[Dataset excerpts]
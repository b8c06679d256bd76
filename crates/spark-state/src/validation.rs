//! spark transaction checks and block prevalidation

use std::collections::HashSet;

use rand_core::{CryptoRng, RngCore};
use spark_primitives::{
    Coin, GroupElement, Generators, Hash256, PrimitivesError, Scalar, SchnorrMode, SchnorrProver,
    SchnorrVerifier, Sha256Transcript,
};
use tracing::debug;

use crate::chain::{Block, ChainView, OutPoint, Script, Transaction, TxIn, TxOut};
use crate::error::ValidationError;
use crate::script::{
    parse_spark_mint_coin, parse_spark_mint_transaction, parse_spark_spend, spend_context,
    SparkSpend, SpendInput,
};
use crate::state::SparkState;
use crate::tx_info::SparkTxInfo;

/// How a transaction is being checked.
#[derive(Clone, Copy, Debug, Default, PartialEq, Eq)]
pub struct CheckContext {
    /// height the transaction will be (or was) included at
    pub height: u32,
    /// re-verifying blocks already merged into the ledger
    pub is_verify_db: bool,
    /// wallet rescan
    pub is_check_wallet: bool,
    /// check against committed state
    pub stateful: bool,
}

impl CheckContext {
    pub fn new(height: u32) -> Self {
        Self {
            height,
            stateful: true,
            ..Self::default()
        }
    }

    /// Structural and proof checks only.
    pub fn stateless(height: u32) -> Self {
        Self {
            height,
            ..Self::default()
        }
    }

    fn checks_state(&self) -> bool {
        self.stateful && !self.is_verify_db && !self.is_check_wallet
    }
}

/// Check the spark parts of `tx`.
///
/// Non-spark transactions pass. When `tx_info` is given and still open, the
/// transaction's coins and linking tags are recorded into it; nothing is
/// recorded unless every check passes. Block-level duplicates are detected
/// against what `tx_info` already holds.
pub fn check_spark_transaction(
    tx: &Transaction,
    state: &SparkState,
    tx_hash: Hash256,
    ctx: &CheckContext,
    tx_info: Option<&mut SparkTxInfo>,
) -> Result<(), ValidationError> {
    let result = check_and_record(tx, state, tx_hash, ctx, tx_info);
    if let Err(e) = &result {
        debug!(%tx_hash, height = ctx.height, "spark check failed: {}", e);
    }
    result
}

fn check_and_record(
    tx: &Transaction,
    state: &SparkState,
    tx_hash: Hash256,
    ctx: &CheckContext,
    tx_info: Option<&mut SparkTxInfo>,
) -> Result<(), ValidationError> {
    if !tx.is_spark_transaction() {
        return Ok(());
    }
    let is_spend = tx.is_spark_spend();
    if !state.params().is_spark_allowed(ctx.height) {
        return Err(ValidationError::NotActive { height: ctx.height });
    }

    let block_info = tx_info.as_deref();
    let coins = check_mint_outputs(tx, state, ctx, is_spend, block_info)?;
    let count = coins.len() + block_info.map_or(0, |info| info.mints().len());
    let max = state.params().max_coins_in_group;
    if count > max {
        return Err(ValidationError::TooManyMints { count, max });
    }
    let spend = if is_spend {
        Some(check_spend(tx, state, ctx, block_info)?)
    } else {
        None
    };

    if let Some(info) = tx_info {
        if !info.is_complete() {
            info.add_transaction(tx_hash)?;
            for coin in coins {
                info.add_mint(coin)?;
            }
            if let Some(spend) = &spend {
                for input in &spend.inputs {
                    info.add_spend(input.linking_tag, spend.coin_group_id)?;
                }
            }
        }
    }
    Ok(())
}

fn check_mint_outputs(
    tx: &Transaction,
    state: &SparkState,
    ctx: &CheckContext,
    is_spend: bool,
    block_info: Option<&SparkTxInfo>,
) -> Result<Vec<Coin>, ValidationError> {
    let outputs: Vec<&TxOut> = tx
        .outputs
        .iter()
        .filter(|o| o.script.is_spark_any_mint())
        .collect();
    let scripts: Vec<&Script> = outputs.iter().map(|o| &o.script).collect();
    let coins = parse_spark_mint_transaction(&scripts)?;

    let mut seen = HashSet::with_capacity(coins.len());
    for (output, coin) in outputs.iter().zip(&coins) {
        let hash = coin.hash();
        if !coin.is_valid() {
            return Err(ValidationError::InvalidCoin(hash));
        }
        if output.script.is_spark_mint() {
            if !coin.is_mint() {
                return Err(ValidationError::WrongCoinType(hash));
            }
            if output.value == 0 || coin.value != Some(output.value) {
                return Err(ValidationError::MintValueMismatch {
                    output: output.value,
                    coin: coin.value,
                });
            }
        } else {
            if coin.is_mint() {
                return Err(ValidationError::WrongCoinType(hash));
            }
            if !is_spend {
                return Err(ValidationError::PrivateMintWithoutSpend(hash));
            }
            if output.value != 0 {
                return Err(ValidationError::MintValueMismatch {
                    output: output.value,
                    coin: None,
                });
            }
        }
        if !seen.insert(coin) || block_info.is_some_and(|info| info.contains_mint(coin)) {
            return Err(ValidationError::DuplicateMint(hash));
        }
        if ctx.checks_state() && state.has_coin(coin) {
            return Err(ValidationError::MintExists(hash));
        }
    }
    Ok(coins)
}

fn check_spend(
    tx: &Transaction,
    state: &SparkState,
    ctx: &CheckContext,
    block_info: Option<&SparkTxInfo>,
) -> Result<SparkSpend, ValidationError> {
    let input = match tx.inputs.as_slice() {
        [input] if input.script.is_spark_spend() => input,
        inputs => return Err(ValidationError::SpendInputCount(inputs.len())),
    };
    let spend = parse_spark_spend(&input.script)?;
    if spend.inputs.is_empty() {
        return Err(ValidationError::EmptySpend);
    }
    if ctx.checks_state() && state.coin_group_info(spend.coin_group_id).is_none() {
        return Err(ValidationError::UnknownCoinGroup(spend.coin_group_id));
    }

    let mut seen = HashSet::with_capacity(spend.inputs.len());
    for input in &spend.inputs {
        let tag = input.linking_tag;
        if tag.is_infinity() || !tag.is_member() {
            return Err(ValidationError::InvalidLinkingTag(tag));
        }
        if !seen.insert(tag) || block_info.is_some_and(|info| info.contains_ltag(&tag)) {
            return Err(ValidationError::DuplicateLinkingTag(tag));
        }
        if ctx.checks_state() && state.is_used_ltag(&tag) {
            return Err(ValidationError::LinkingTagUsed(tag));
        }
    }

    verify_spend_proofs(&spend, &tx.outputs, state.params().schnorr_mode(ctx.height))?;
    Ok(spend)
}

/// Verify every ownership proof of `spend` in order on one shared transcript.
pub fn verify_spend_proofs(
    spend: &SparkSpend,
    outputs: &[TxOut],
    mode: SchnorrMode,
) -> Result<(), ValidationError> {
    let verifier = SchnorrVerifier::new(Generators::default(), mode);
    let seed = spend.transcript_seed(outputs);
    let mut transcript = Sha256Transcript::with_seed(seed.as_bytes());
    for (index, input) in spend.inputs.iter().enumerate() {
        let (ok, next) = verifier.verify(&input.y, &input.a, &input.b, &input.proof, transcript);
        if !ok {
            return Err(ValidationError::InvalidProof { index });
        }
        transcript = next;
    }
    Ok(())
}

/// Secret opening of one spent coin, used to build a [`SparkSpend`].
#[derive(Clone, Debug)]
pub struct SpendWitness {
    pub linking_tag: GroupElement,
    pub p: Scalar,
    pub t: Scalar,
    pub a: GroupElement,
    pub b: GroupElement,
}

/// Prove ownership of every witness against the outputs of the spending transaction.
pub fn prove_spend<R: RngCore + CryptoRng>(
    coin_group_id: u32,
    witnesses: &[SpendWitness],
    outputs: &[TxOut],
    mode: SchnorrMode,
    rng: &mut R,
) -> Result<SparkSpend, PrimitivesError> {
    let generators = Generators::default();
    let prover = SchnorrProver::new(generators, mode);
    let seed = spend_context(outputs, coin_group_id, witnesses.iter().map(|w| &w.linking_tag));
    let mut transcript = Sha256Transcript::with_seed(seed.as_bytes());

    let mut inputs = Vec::with_capacity(witnesses.len());
    for w in witnesses {
        let y = generators.commit(&w.p, &w.t)?;
        let (proof, next) = prover.prove(&w.p, &w.t, &y, &w.a, &w.b, transcript, rng)?;
        transcript = next;
        inputs.push(SpendInput {
            linking_tag: w.linking_tag,
            y,
            a: w.a,
            b: w.b,
            proof,
        });
    }
    Ok(SparkSpend {
        coin_group_id,
        inputs,
    })
}

/// Single spend input wrapping `spend`, as carried by a spend transaction.
pub fn spend_tx_input(spend: &SparkSpend) -> Result<TxIn, ValidationError> {
    Ok(TxIn {
        prev_out: OutPoint::default(),
        script: crate::script::spend_script(spend)?,
    })
}

/// Check every transaction of `block` against `state`, collecting its completed record.
pub fn validate_block(state: &SparkState, block: &Block) -> Result<SparkTxInfo, ValidationError> {
    let ctx = CheckContext::new(block.height);
    let mut info = SparkTxInfo::new();
    for tx in &block.transactions {
        check_spark_transaction(tx, state, tx.txid(), &ctx, Some(&mut info))?;
    }
    info.complete();
    Ok(info)
}

/// Validate independent blocks against one committed snapshot.
///
/// Records must still be merged one at a time in height order; conflicts
/// between the blocks themselves surface at merge.
#[cfg(feature = "parallel")]
pub fn prevalidate_blocks(
    state: &SparkState,
    blocks: &[Block],
) -> Vec<Result<SparkTxInfo, ValidationError>> {
    use rayon::prelude::*;
    blocks.par_iter().map(|b| validate_block(state, b)).collect()
}

#[cfg(not(feature = "parallel"))]
pub fn prevalidate_blocks(
    state: &SparkState,
    blocks: &[Block],
) -> Vec<Result<SparkTxInfo, ValidationError>> {
    blocks.iter().map(|b| validate_block(state, b)).collect()
}

/// Find the output that created `coin` within `block`.
pub fn get_out_point_from_block(coin: &Coin, block: &Block) -> Option<OutPoint> {
    for tx in &block.transactions {
        for (index, output) in tx.outputs.iter().enumerate() {
            if !output.script.is_spark_any_mint() {
                continue;
            }
            if parse_spark_mint_coin(&output.script).ok().as_ref() == Some(coin) {
                return Some(OutPoint::new(tx.txid(), index as u32));
            }
        }
    }
    None
}

/// Locate a committed coin's creating output through its mint height.
pub fn get_out_point<C: ChainView + ?Sized>(
    state: &SparkState,
    chain: &C,
    coin: &Coin,
) -> Option<OutPoint> {
    let (height, _) = state.minted_coin_height_and_id(coin)?;
    get_out_point_from_block(coin, chain.block_at(height)?)
}

pub fn get_out_point_by_hash<C: ChainView + ?Sized>(
    state: &SparkState,
    chain: &C,
    coin_hash: &Hash256,
) -> Option<OutPoint> {
    let coin = state.has_coin_hash(coin_hash)?;
    get_out_point(state, chain, coin)
}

▸ PROBLEM DESCRIPTION: In the records above, find each line that holds the word "ownership"; copy all such lines.

▸ ANSWER TO THIS PROBLEM:
/// Verify every ownership proof of `spend` in order on one shared transcript.
/// Prove ownership of every witness against the outputs of the spending transaction.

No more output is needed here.